PROBLEM TO SOLVE => Only the lines that include "ResizeError" should be copied from the data below.
+++ RAW DATA
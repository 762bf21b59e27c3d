//! Parallel batch resizing over a directory tree.

use super::{output_path_for, resize_and_crop_image, ResizeConfig, ResizeOutcome, ResizeReport};
use crate::core::scanner::{ScanConfig, WalkDirScanner};
use crate::error::{ResizeError, Result, TidyError};
use crate::events::{null_sender, Event, EventSender, ResizeEvent, ResizeProgress};
use rayon::prelude::*;
use std::fs;
use std::path::{Path, PathBuf};
use std::sync::atomic::{AtomicUsize, Ordering};
use tracing::{info, warn};

/// Resize and crop every jpeg/jpg/png under `input_dir` into `output_dir`
/// using `max_workers` threads and the default 256/224 sizes.
///
/// Blocks until every task has finished. A task that fails is recorded in
/// the report and does not stop the others.
pub fn process_image_directory(
    input_dir: &Path,
    output_dir: &Path,
    max_workers: usize,
) -> Result<ResizeReport> {
    process_image_directory_with_events(
        input_dir,
        output_dir,
        &ResizeConfig::new().max_workers(max_workers),
        &null_sender(),
    )
}

/// Like [`process_image_directory`], with explicit sizes and an event sink.
///
/// Outputs are written flat into `output_dir` as `<stem>.jpeg`; inputs
/// sharing a stem overwrite each other.
pub fn process_image_directory_with_events(
    input_dir: &Path,
    output_dir: &Path,
    config: &ResizeConfig,
    events: &EventSender,
) -> Result<ResizeReport> {
    config.validate()?;

    let scanner = WalkDirScanner::new(ScanConfig {
        include_hidden: true,
        ..ScanConfig::default()
    });
    let scan = scanner.scan(input_dir)?;

    fs::create_dir_all(output_dir).map_err(|source| TidyError::OutputDirectory {
        path: output_dir.to_path_buf(),
        source,
    })?;

    let tasks: Vec<(PathBuf, PathBuf)> = scan
        .files
        .into_iter()
        .map(|input| {
            let output = output_path_for(&input, output_dir);
            (input, output)
        })
        .collect();
    let total = tasks.len();

    let pool = rayon::ThreadPoolBuilder::new()
        .num_threads(config.max_workers)
        .thread_name(|index| format!("resize-worker-{index}"))
        .build()
        .map_err(|e| ResizeError::WorkerPool(e.to_string()))?;

    events.send(Event::Resize(ResizeEvent::Started {
        total_images: total,
        workers: config.max_workers,
    }));

    let completed = AtomicUsize::new(0);

    let outcomes: Vec<(PathBuf, ResizeOutcome)> = pool.install(|| {
        tasks
            .into_par_iter()
            .map(|(input, output)| {
                let outcome =
                    match resize_and_crop_image(&input, &output, config.target_size, config.crop_size) {
                        Ok(()) => {
                            info!("Processed {} to {}", input.display(), output.display());
                            ResizeOutcome::Written { output }
                        }
                        Err(e) => {
                            warn!("Failed to process {}: {}", input.display(), e);
                            events.send(Event::Resize(ResizeEvent::Failed {
                                path: input.clone(),
                                message: e.to_string(),
                            }));
                            ResizeOutcome::Failed {
                                reason: e.to_string(),
                            }
                        }
                    };

                let done = completed.fetch_add(1, Ordering::SeqCst) + 1;
                events.send(Event::Resize(ResizeEvent::Progress(ResizeProgress {
                    completed: done,
                    total,
                    current_path: input.clone(),
                })));

                (input, outcome)
            })
            .collect()
    });

    let report = ResizeReport {
        outcomes,
        scan_errors: scan.errors.iter().map(ToString::to_string).collect(),
    };

    let failed = report.failures().count();
    events.send(Event::Resize(ResizeEvent::Completed {
        processed: total - failed,
        failed,
    }));

    Ok(report)
}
++++++
RESPONSE TO THIS TASK =>
use crate::error::{ResizeError, Result, TidyError};
        .map_err(|e| ResizeError::WorkerPool(e.to_string()))?;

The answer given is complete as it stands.